Villingen-Schwenningen. Der Verband Bildung und Erziehung (VBE) hat eine Forsa-Umfrage in Auftrag gegeben, um Kenntnis darüber zu erlangen, inwieweit unsere Schulen mit Computern und anderen digitalen Gerätschaften ausgestattet sind. Das Ergebnis ist für ein (angeblich) so reiches Land derart traurig, daß sich VBE-Landeschef Gerhard Brand bei der Vorstellung jener Forsa-Studie veranlaßt sah, die Ausstattungssituation an unseren allgemeinbildenden Schulen als „schlicht mittelalterlich“ zu bezeichnen.

Forsa zufolge verfügen beispielsweise nur rund zehn Prozent der baden-württembergischen Schulen über einzelne Klassensätze an Tablet-Computern oder Smartphones.

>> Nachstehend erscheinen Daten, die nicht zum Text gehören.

//! Model sources: the unit in which mapping metadata is registered.
//!
//! A `ModelSource` names a group of tables contributed by one or more entity
//! types. Session factory providers track which sources have been registered
//! and rebuild their configuration whenever a new one arrives.

use std::fmt;

/// Storage class of a mapped column.
#[derive(Debug, Clone, Copy, PartialEq, Eq, Hash)]
pub enum ColumnKind {
    Text,
    Integer,
}

/// A non-identifier column of a mapped table.
#[derive(Debug, Clone, PartialEq, Eq, Hash)]
pub struct ColumnDef {
    pub name: String,
    pub kind: ColumnKind,
    pub nullable: bool,
}

impl ColumnDef {
    pub fn text(name: impl Into<String>) -> Self {
        Self {
            name: name.into(),
            kind: ColumnKind::Text,
            nullable: false,
        }
    }

    pub fn integer(name: impl Into<String>) -> Self {
        Self {
            name: name.into(),
            kind: ColumnKind::Integer,
            nullable: false,
        }
    }

    /// Allow NULL in this column.
    pub fn nullable(mut self) -> Self {
        self.nullable = true;
        self
    }
}

/// A mapped table: name, store-generated identifier column and data columns.
#[derive(Debug, Clone, PartialEq, Eq, Hash)]
pub struct TableDef {
    pub name: String,
    pub id_column: String,
    pub columns: Vec<ColumnDef>,
}

impl TableDef {
    /// A table whose identifier column is `id`.
    pub fn new(name: impl Into<String>) -> Self {
        Self {
            name: name.into(),
            id_column: "id".to_string(),
            columns: Vec::new(),
        }
    }

    pub fn with_id_column(mut self, id_column: impl Into<String>) -> Self {
        self.id_column = id_column.into();
        self
    }

    pub fn with_column(mut self, column: ColumnDef) -> Self {
        self.columns.push(column);
        self
    }
}

/// Registration unit handed to a session factory provider.
///
/// Two sources are the same registration when they are equal; registering an
/// equal source twice is a no-op.
#[derive(Debug, Clone, PartialEq, Eq, Hash)]
pub struct ModelSource {
    name: String,
    tables: Vec<TableDef>,
}

impl ModelSource {
    pub fn new(name: impl Into<String>) -> Self {
        Self {
            name: name.into(),
            tables: Vec::new(),
        }
    }

    pub fn with_table(mut self, table: TableDef) -> Self {
        self.tables.push(table);
        self
    }

    pub fn name(&self) -> &str {
        &self.name
    }

    pub fn tables(&self) -> &[TableDef] {
        &self.tables
    }

    /// A source with a blank name has no identity and cannot be registered.
    pub fn has_identity(&self) -> bool {
        !self.name.trim().is_empty()
    }
}

impl fmt::Display for ModelSource {
    fn fmt(&self, f: &mut fmt::Formatter<'_>) -> fmt::Result {
        write!(f, "{} ({} tables)", self.name, self.tables.len())
    }
}
//! Credential CLI subcommands: add, show, update, delete.

use anyhow::{Context, Result, bail};
use clap::Subcommand;
use console::style;
use dialoguer::{Confirm, Password};

use strongroom_core::repository::Repository;
use strongroom_types::credential::Credential;
use strongroom_types::model::ModelId;

use crate::state::AppState;

/// Credential subcommands.
#[derive(Subcommand)]
pub enum CredentialCommand {
    /// Store a new credential.
    Add {
        /// Display title.
        #[arg(long)]
        title: String,

        /// Login name.
        #[arg(long)]
        username: String,

        /// Password (prompted for when omitted).
        #[arg(long)]
        password: Option<String>,

        /// Where the credential is used (URL, host, application).
        #[arg(long)]
        resource: Option<String>,

        #[arg(long)]
        description: Option<String>,

        #[arg(long)]
        notes: Option<String>,
    },

    /// Show a stored credential.
    Show {
        /// Credential id.
        id: ModelId,

        /// Print the password instead of a mask.
        #[arg(long)]
        reveal: bool,
    },

    /// Change fields of a stored credential.
    Update {
        /// Credential id.
        id: ModelId,

        #[arg(long)]
        title: Option<String>,

        #[arg(long)]
        username: Option<String>,

        /// New password.
        #[arg(long, conflicts_with = "prompt_password")]
        password: Option<String>,

        /// Prompt for a new password with hidden input.
        #[arg(long)]
        prompt_password: bool,

        #[arg(long)]
        resource: Option<String>,

        #[arg(long)]
        description: Option<String>,

        #[arg(long)]
        notes: Option<String>,
    },

    /// Delete a stored credential.
    #[command(alias = "rm")]
    Delete {
        /// Credential id.
        id: ModelId,

        /// Skip the confirmation prompt.
        #[arg(short, long)]
        force: bool,
    },
}

/// Handle a credential subcommand.
pub async fn handle_credential_command(
    cmd: CredentialCommand,
    state: &AppState,
    json: bool,
) -> Result<()> {
    match cmd {
        CredentialCommand::Add {
            title,
            username,
            password,
            resource,
            description,
            notes,
        } => {
            let password = match password {
                Some(password) => password,
                None => prompt_password()?,
            };
            let credential = Credential::new(title, username, password);
            let changes = CredentialChanges {
                associated_resource: resource,
                description,
                notes,
                ..CredentialChanges::default()
            };
            add_credential(state, changes.applied_to(credential), json).await
        }
        CredentialCommand::Show { id, reveal } => show_credential(state, id, reveal, json).await,
        CredentialCommand::Update {
            id,
            title,
            username,
            password,
            prompt_password: prompt,
            resource,
            description,
            notes,
        } => {
            let password = if prompt { Some(prompt_password()?) } else { password };
            let changes = CredentialChanges {
                title,
                username,
                password,
                associated_resource: resource,
                description,
                notes,
            };
            update_credential(state, id, changes, json).await
        }
        CredentialCommand::Delete { id, force } => delete_credential(state, id, force, json).await,
    }
}

/// Field changes requested on the command line; `None` keeps the stored value.
#[derive(Debug, Default)]
pub struct CredentialChanges {
    pub title: Option<String>,
    pub username: Option<String>,
    pub password: Option<String>,
    pub associated_resource: Option<String>,
    pub description: Option<String>,
    pub notes: Option<String>,
}

impl CredentialChanges {
    pub fn is_empty(&self) -> bool {
        self.title.is_none()
            && self.username.is_none()
            && self.password.is_none()
            && self.associated_resource.is_none()
            && self.description.is_none()
            && self.notes.is_none()
    }

    pub fn applied_to(self, mut credential: Credential) -> Credential {
        let fields = [
            (self.title, &mut credential.title),
            (self.username, &mut credential.username),
            (self.password, &mut credential.password),
            (self.associated_resource, &mut credential.associated_resource),
            (self.description, &mut credential.description),
            (self.notes, &mut credential.notes),
        ];
        for (change, field) in fields {
            if let Some(value) = change {
                *field = value;
            }
        }
        credential
    }
}

fn prompt_password() -> Result<String> {
    let password = Password::new()
        .with_prompt("Password")
        .with_confirmation("Repeat password", "Passwords do not match")
        .interact()?;
    Ok(password)
}

/// Mask a password for display, keeping only its length class.
pub fn mask_password(password: &str) -> String {
    if password.is_empty() {
        String::new()
    } else {
        "*".repeat(password.chars().count().clamp(8, 16))
    }
}

/// JSON form of a credential, with the password masked unless `reveal`.
pub fn credential_json(credential: &Credential, reveal: bool) -> serde_json::Value {
    let password = if reveal {
        credential.password.clone()
    } else {
        mask_password(&credential.password)
    };
    serde_json::json!({
        "id": credential.id,
        "title": credential.title,
        "username": credential.username,
        "password": password,
        "associated_resource": credential.associated_resource,
        "description": credential.description,
        "notes": credential.notes,
    })
}

async fn add_credential(state: &AppState, credential: Credential, json: bool) -> Result<()> {
    let created = state
        .credentials
        .create(credential)
        .await
        .context("Failed to store credential")?;

    if json {
        println!(
            "{}",
            serde_json::to_string_pretty(&credential_json(&created, false))?
        );
    } else {
        println!();
        println!(
            "  {} Stored '{}' as credential {}",
            style("✓").green().bold(),
            style(&created.title).cyan(),
            style(created.id).bold()
        );
        println!();
    }

    Ok(())
}

async fn show_credential(state: &AppState, id: ModelId, reveal: bool, json: bool) -> Result<()> {
    let Some(credential) = state.credentials.read(id).await? else {
        bail!("Credential {id} not found");
    };

    if json {
        println!(
            "{}",
            serde_json::to_string_pretty(&credential_json(&credential, reveal))?
        );
        return Ok(());
    }

    let password = if reveal {
        credential.password.clone()
    } else {
        mask_password(&credential.password)
    };

    println!();
    println!(
        "  {} {}",
        style(&credential.title).cyan().bold(),
        style(format!("#{}", credential.id)).dim()
    );
    println!();
    println!("  {:<12} {}", style("Username").bold(), credential.username);
    println!("  {:<12} {}", style("Password").bold(), password);
    if !credential.associated_resource.is_empty() {
        println!("  {:<12} {}", style("Resource").bold(), credential.associated_resource);
    }
    if !credential.description.is_empty() {
        println!("  {:<12} {}", style("Description").bold(), credential.description);
    }
    if !credential.notes.is_empty() {
        println!("  {:<12} {}", style("Notes").bold(), credential.notes);
    }
    println!();

    Ok(())
}

async fn update_credential(
    state: &AppState,
    id: ModelId,
    changes: CredentialChanges,
    json: bool,
) -> Result<()> {
    if changes.is_empty() {
        bail!("Nothing to update; pass at least one field");
    }

    let Some(existing) = state.credentials.read(id).await? else {
        bail!("Credential {id} not found");
    };

    let updated = changes.applied_to(existing);
    state
        .credentials
        .update(&updated)
        .await
        .with_context(|| format!("Failed to update credential {id}"))?;

    if json {
        println!(
            "{}",
            serde_json::to_string_pretty(&credential_json(&updated, false))?
        );
    } else {
        println!();
        println!(
            "  {} Updated credential {} ('{}')",
            style("✓").green().bold(),
            style(id).bold(),
            style(&updated.title).cyan()
        );
        println!();
    }

    Ok(())
}

async fn delete_credential(state: &AppState, id: ModelId, force: bool, json: bool) -> Result<()> {
    let Some(credential) = state.credentials.read(id).await? else {
        bail!("Credential {id} not found");
    };

    if !force && !json {
        let confirmed = Confirm::new()
            .with_prompt(format!(
                "Permanently delete credential '{}'?",
                style(&credential.title).red().bold()
            ))
            .default(false)
            .interact()?;

        if !confirmed {
            println!("  Cancelled.");
            return Ok(());
        }
    }

    state
        .credentials
        .delete(&credential)
        .await
        .with_context(|| format!("Failed to delete credential {id}"))?;

    if json {
        println!("{}", serde_json::json!({"deleted": true, "id": id}));
    } else {
        println!(
            "  {} Deleted credential {} ('{}')",
            style("✓").green().bold(),
            style(id).bold(),
            style(&credential.title).cyan()
        );
    }

    Ok(())
}
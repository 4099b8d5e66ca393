//! Tracing subscriber initialization with structured logging.
//!
//! # Usage
//!
//! ```no_run
//! // Warnings and errors only, human-readable
//! strongroom_observe::tracing_setup::init_tracing(0, false, false).unwrap();
//!
//! // Debug output for Strongroom crates as JSON lines
//! strongroom_observe::tracing_setup::init_tracing(1, false, true).unwrap();
//! ```

use tracing_subscriber::EnvFilter;
use tracing_subscriber::layer::SubscriberExt;
use tracing_subscriber::util::SubscriberInitExt;

/// Filter directive used when `RUST_LOG` is not set.
pub fn default_directive(verbosity: u8, quiet: bool) -> &'static str {
    match verbosity {
        0 if quiet => "error",
        0 => "warn",
        1 => "info,strongroom=debug",
        _ => "trace",
    }
}

/// Initialize the global tracing subscriber.
///
/// - Installs a `fmt` layer writing to stderr, so command output on stdout
///   stays machine-readable.
/// - `json` switches the layer to one JSON object per event.
/// - `RUST_LOG` takes precedence over `verbosity` and `quiet`.
///
/// # Errors
///
/// Returns an error if the global subscriber has already been set.
pub fn init_tracing(verbosity: u8, quiet: bool, json: bool) -> Result<(), Box<dyn std::error::Error>> {
    let env_filter = EnvFilter::try_from_default_env()
        .unwrap_or_else(|_| EnvFilter::new(default_directive(verbosity, quiet)));

    if json {
        let fmt_layer = tracing_subscriber::fmt::layer()
            .json()
            .with_target(true)
            .with_writer(std::io::stderr);

        tracing_subscriber::registry()
            .with(env_filter)
            .with(fmt_layer)
            .try_init()?;
    } else {
        let fmt_layer = tracing_subscriber::fmt::layer()
            .with_target(verbosity > 0)
            .with_writer(std::io::stderr);

        tracing_subscriber::registry()
            .with(env_filter)
            .with(fmt_layer)
            .try_init()?;
    }

    Ok(())
}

Kritisiert wird auch, daß es in der Breitbandversorgung noch zu viele „blinde Flecken“ gibt und somit ein Anschluß an das schnelle Internet überhaupt nicht möglich ist.

Kann ja sein, daß die Bildungs- und Finanzpolitiker hierzulande ihrer eigenen Propaganda zum Opfer gefallen sind, indem sie tatsächlich glauben unter den zahllosen Wohlstandsflüchtlingen derart viele Fachkräfte zu finden, daß man die schulische Bildung des eigenen Nachwuchses getrost vernachlässigen könne. Wenn die sich mal nicht täuschen!

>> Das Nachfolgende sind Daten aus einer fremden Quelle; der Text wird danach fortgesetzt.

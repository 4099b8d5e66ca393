//! Text cipher trait definition.

use strongroom_types::error::CipherError;

/// Symmetric, passphrase-keyed encryption of text.
///
/// Implementations must be total over the empty string and arbitrary unicode
/// text, and `decrypt_text(encrypt_text(x, p)?, p)` must return `x` for every
/// `x` and non-empty passphrase `p`. Ciphertext is itself text so it can be
/// stored in ordinary string columns.
pub trait TextCipher: Send + Sync {
    /// Encrypt `plaintext` under `passphrase`.
    fn encrypt_text(&self, plaintext: &str, passphrase: &str) -> Result<String, CipherError>;

    /// Decrypt text produced by `encrypt_text` under the same passphrase.
    fn decrypt_text(&self, ciphertext: &str, passphrase: &str) -> Result<String, CipherError>;
}
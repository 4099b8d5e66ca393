//! Shared domain types for Strongroom.
//!
//! This crate contains the contracts shared by every layer: the data model
//! trait, model source descriptions, the database kind, configuration and the
//! error taxonomy, plus the credential model.
//!
//! Zero infrastructure dependencies -- only serde and thiserror.

pub mod config;
pub mod credential;
pub mod database;
pub mod error;
pub mod model;
pub mod source;
impl SessionFactoryProvider {
    /// Create a provider for one store. Does not contact the store.
    pub fn new(
        connection_string: impl Into<String>,
        database_kind: DatabaseKind,
    ) -> Result<Self, PersistenceError> {
        let connection_string: String = connection_string.into();
        if connection_string.trim().is_empty() {
            return Err(PersistenceError::invalid_argument("connection string"));
        }

        Ok(Self {
            connection_string,
            database_kind,
            dialect: Dialect::for_kind(database_kind),
            schema_action: SchemaAction::None,
            state: RwLock::new(ProviderState::Uninitialized),
            leases: AtomicUsize::new(0),
        })
    }

    /// Choose what factories do with mapped tables before the first session.
    pub fn with_schema_action(mut self, schema_action: SchemaAction) -> Self {
        self.schema_action = schema_action;
        self
    }

    pub fn database_kind(&self) -> DatabaseKind {
        self.database_kind
    }

    pub fn dialect(&self) -> Dialect {
        self.dialect
    }

    pub fn schema_action(&self) -> SchemaAction {
        self.schema_action
    }

    /// Register the mapping metadata of `source`.
    ///
    /// Registering a source equal to one already known changes nothing.
    /// Otherwise the configuration is rebuilt with the new source and a new
    /// factory is built from it. Sessions already opened from the previous
    /// factory are unaffected.
    pub fn register_source(&self, source: ModelSource) -> Result<(), PersistenceError> {
        if !source.has_identity() {
            return Err(PersistenceError::invalid_argument("model source name"));
        }

        let mut state = self.write_state();
        let mut sources = match &*state {
            ProviderState::Disposed => return Err(PersistenceError::Disposed),
            ProviderState::Uninitialized => Vec::new(),
            ProviderState::Configured(configuration)
            | ProviderState::Built { configuration, .. } => configuration.sources().to_vec(),
        };

        if sources.contains(&source) {
            tracing::debug!(source = %source, "model source already registered");
            return Ok(());
        }

        tracing::debug!(source = %source, "registering model source");
        sources.push(source);
        let configuration = Configuration::new(
            self.connection_string.clone(),
            self.dialect,
            self.schema_action,
            sources,
        );

        match SessionFactory::build(&configuration) {
            Ok(factory) => {
                tracing::info!(
                    dialect = %self.dialect,
                    sources = configuration.sources().len(),
                    "session factory built"
                );
                *state = ProviderState::Built {
                    configuration,
                    factory: Arc::new(factory),
                };
                Ok(())
            }
            Err(err) => {
                *state = ProviderState::Configured(configuration);
                Err(err)
            }
        }
    }

    /// The factory for the current configuration, built on first request.
    pub fn session_factory(&self) -> Result<Arc<SessionFactory>, PersistenceError> {
        {
            let state = self.read_state();
            match &*state {
                ProviderState::Built { factory, .. } => return Ok(Arc::clone(factory)),
                ProviderState::Disposed => return Err(PersistenceError::Disposed),
                ProviderState::Uninitialized => return Err(not_configured()),
                ProviderState::Configured(_) => {}
            }
        }

        // Another caller may have built the factory between the two locks.
        let mut state = self.write_state();
        match &*state {
            ProviderState::Built { factory, .. } => Ok(Arc::clone(factory)),
            ProviderState::Disposed => Err(PersistenceError::Disposed),
            ProviderState::Uninitialized => Err(not_configured()),
            ProviderState::Configured(configuration) => {
                let configuration = configuration.clone();
                let factory = Arc::new(SessionFactory::build(&configuration)?);
                tracing::info!(
                    dialect = %self.dialect,
                    sources = configuration.sources().len(),
                    "session factory built"
                );
                *state = ProviderState::Built {
                    configuration,
                    factory: Arc::clone(&factory),
                };
                Ok(factory)
            }
        }
    }

    /// Sources registered so far, in registration order.
    pub fn registered_sources(&self) -> Vec<ModelSource> {
        match &*self.read_state() {
            ProviderState::Configured(configuration)
            | ProviderState::Built { configuration, .. } => configuration.sources().to_vec(),
            ProviderState::Uninitialized | ProviderState::Disposed => Vec::new(),
        }
    }

    pub fn state(&self) -> ProviderStatus {
        match &*self.read_state() {
            ProviderState::Uninitialized => ProviderStatus::Uninitialized,
            ProviderState::Configured(_) => ProviderStatus::Configured,
            ProviderState::Built { .. } => ProviderStatus::Built,
            ProviderState::Disposed => ProviderStatus::Disposed,
        }
    }

    /// Drop the current factory and refuse further use. Never fails.
    pub fn dispose(&self) {
        let previous = std::mem::replace(&mut *self.write_state(), ProviderState::Disposed);
        if !matches!(previous, ProviderState::Disposed) {
            tracing::info!("session factory provider disposed");
        }
    }

    /// Dispose, then wait for the current factory's connections to close.
    pub async fn close(&self) {
        let previous = std::mem::replace(&mut *self.write_state(), ProviderState::Disposed);
        match previous {
            ProviderState::Built { factory, .. } => {
                factory.close().await;
                tracing::info!("session factory provider closed");
            }
            ProviderState::Disposed => {}
            ProviderState::Uninitialized | ProviderState::Configured(_) => {
                tracing::info!("session factory provider disposed");
            }
        }
    }

    pub fn lease_count(&self) -> usize {
        self.leases.load(Ordering::Acquire)
    }

    pub(crate) fn acquire_lease(&self) {
        self.leases.fetch_add(1, Ordering::AcqRel);
    }

    /// Return a lease; the last one disposes the provider.
    pub(crate) fn release_lease(&self) {
        let released = self
            .leases
            .fetch_update(Ordering::AcqRel, Ordering::Acquire, |n| n.checked_sub(1));
        if released == Ok(1) {
            tracing::debug!("last repository lease returned");
            self.dispose();
        }
    }

    fn read_state(&self) -> RwLockReadGuard<'_, ProviderState> {
        self.state.read().unwrap_or_else(PoisonError::into_inner)
    }

    fn write_state(&self) -> RwLockWriteGuard<'_, ProviderState> {
        self.state.write().unwrap_or_else(PoisonError::into_inner)
    }
}
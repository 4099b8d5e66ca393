//! CLI command definitions for the `strongroom` binary.
//!
//! Uses clap derive macros for argument parsing. Commands follow a
//! noun-verb pattern (e.g., `strongroom credential add`).

pub mod credential;
pub mod status;

use clap::{Parser, Subcommand};

/// Keep credentials encrypted at rest in a relational store.
#[derive(Parser)]
#[command(name = "strongroom", version, about, long_about = None)]
#[command(propagate_version = true)]
pub struct Cli {
    /// Output machine-readable JSON instead of styled text.
    #[arg(long, global = true)]
    pub json: bool,

    /// Suppress all output except errors.
    #[arg(long, global = true)]
    pub quiet: bool,

    /// Detailed output (-v for verbose, -vv for debug/trace).
    #[arg(short, long, action = clap::ArgAction::Count, global = true)]
    pub verbose: u8,

    /// Vault passphrase. Prompted for when not set.
    #[arg(long, env = "STRONGROOM_PASSPHRASE", hide_env_values = true, global = true)]
    pub passphrase: Option<String>,

    #[command(subcommand)]
    pub command: Commands,
}

#[derive(Subcommand)]
pub enum Commands {
    /// Manage stored credentials (add, show, update, delete).
    #[command(alias = "cred")]
    Credential {
        #[command(subcommand)]
        action: credential::CredentialCommand,
    },

    /// Show which store and configuration are in use.
    Status,
}
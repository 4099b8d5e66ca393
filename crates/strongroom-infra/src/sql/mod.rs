//! SQL storage layer.
//!
//! A generic repository over sqlx's runtime-selected `Any` driver, with
//! dialect-specific statement generation and per-entity column mappings.

pub mod credential;
pub mod dialect;
pub mod mapping;
pub mod repository;
pub mod statements;

pub use dialect::Dialect;
pub use mapping::{EntityMapping, FieldValue};
pub use repository::SqlRepository;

Für Kost, Unterkunft, Kindergeld, Stütze und ärztlich-medizinischen Fürsorge unserer lieben Armutswohlstandsflüchtlinge fließen jährlich Abermilliarden von Teuros auf Nimmerwiedersehen ab, während gleichzeitig an unseren Schulen wegen selbst verschuldetem Geldmangel Zustände – auch baulicher Art – herrschen, die an das Mittelalter erinnern.

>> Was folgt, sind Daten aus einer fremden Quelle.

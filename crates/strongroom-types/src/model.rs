//! The data model contract.

/// Store-assigned numeric identifier of a persisted entity.
pub type ModelId = i64;

/// Identifier value of an entity that has not been persisted yet.
pub const UNSET_ID: ModelId = 0;

/// Any entity type a repository can persist.
///
/// The only thing the persistence core knows about an entity is its numeric
/// identifier: unset (`0`) before creation, assigned by the store on create.
/// Instantiation from stored rows is left to the entity mapping, so no default
/// constructor is required.
pub trait DataModel: Clone + Send + Sync + 'static {
    /// Current identifier, `UNSET_ID` if never persisted.
    fn id(&self) -> ModelId;

    /// Overwrite the identifier (used by repositories after a create).
    fn set_id(&mut self, id: ModelId);

    /// Whether the entity has never been persisted.
    fn is_transient(&self) -> bool {
        self.id() == UNSET_ID
    }
}
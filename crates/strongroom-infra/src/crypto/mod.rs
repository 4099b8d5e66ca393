//! Cryptographic operations for Strongroom.
//!
//! - `cipher`: AES-256-GCM text encryption keyed by Argon2id-derived keys

pub mod cipher;
//! Observability setup for Strongroom binaries.

pub mod tracing_setup;

pub use tracing_setup::init_tracing;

Geld- und Wohnungsmangel herrscht auch deshalb, weil diejenigen Asylbetrüger, die per höchst rechtsstaatlichen Gerichtsverfahren, die auch jeweils eine Stange Geld verschlingen, abgeschoben werden sollten, bei teuerster Rundumversorgung auch weiterhin unbehelligt im Ländle gastieren dürfen. Von den 14 376 gerichtlich verurteilten Asylbetrügern wurden in Baden-Württemberg im vergangenen Jahr gerade mal 985 zur Ausreise verpflichtet, also abgeschoben. All die andern Vielen erfreuen sich tagtäglich - inklusive ihrer ganzen Sippschaft - unserer weltweit einmaligen dumm-toleranten Gastfreundschaft. Wer sich hiergegen wehrt, wird gleich in die sogenannte „rechtsradikale Ecke“ gestellt und, je nach Bedarf, mit der berühmt-berüchtigten „Nazikeule“ auf brav, gutmenschlich und weiterhin zahlungswillig gezüchtigt.

Fazit:

Im Bereich der massenhaften Armutswohlstandszuwanderung hat die Ländervertretung (Bundesrat) nunmehr  beschlossen, den am meist gebeutelten Kommunen zur Linderung der größten Not eine Soforthilfe in Höhe von 25 Millionen bereit zu stellen – zweckgebunden versteht sich. Also für die Asy-Flüchtlings-Kostenverursacher – bei weitem nicht für die Bildung unseres eigenen Nachwuchses! „Deutsches Geld für deutsche Aufgaben!“ – verlangen nationale Demokraten schon seit Jahr und Tag  – und Sie? – immer noch nicht?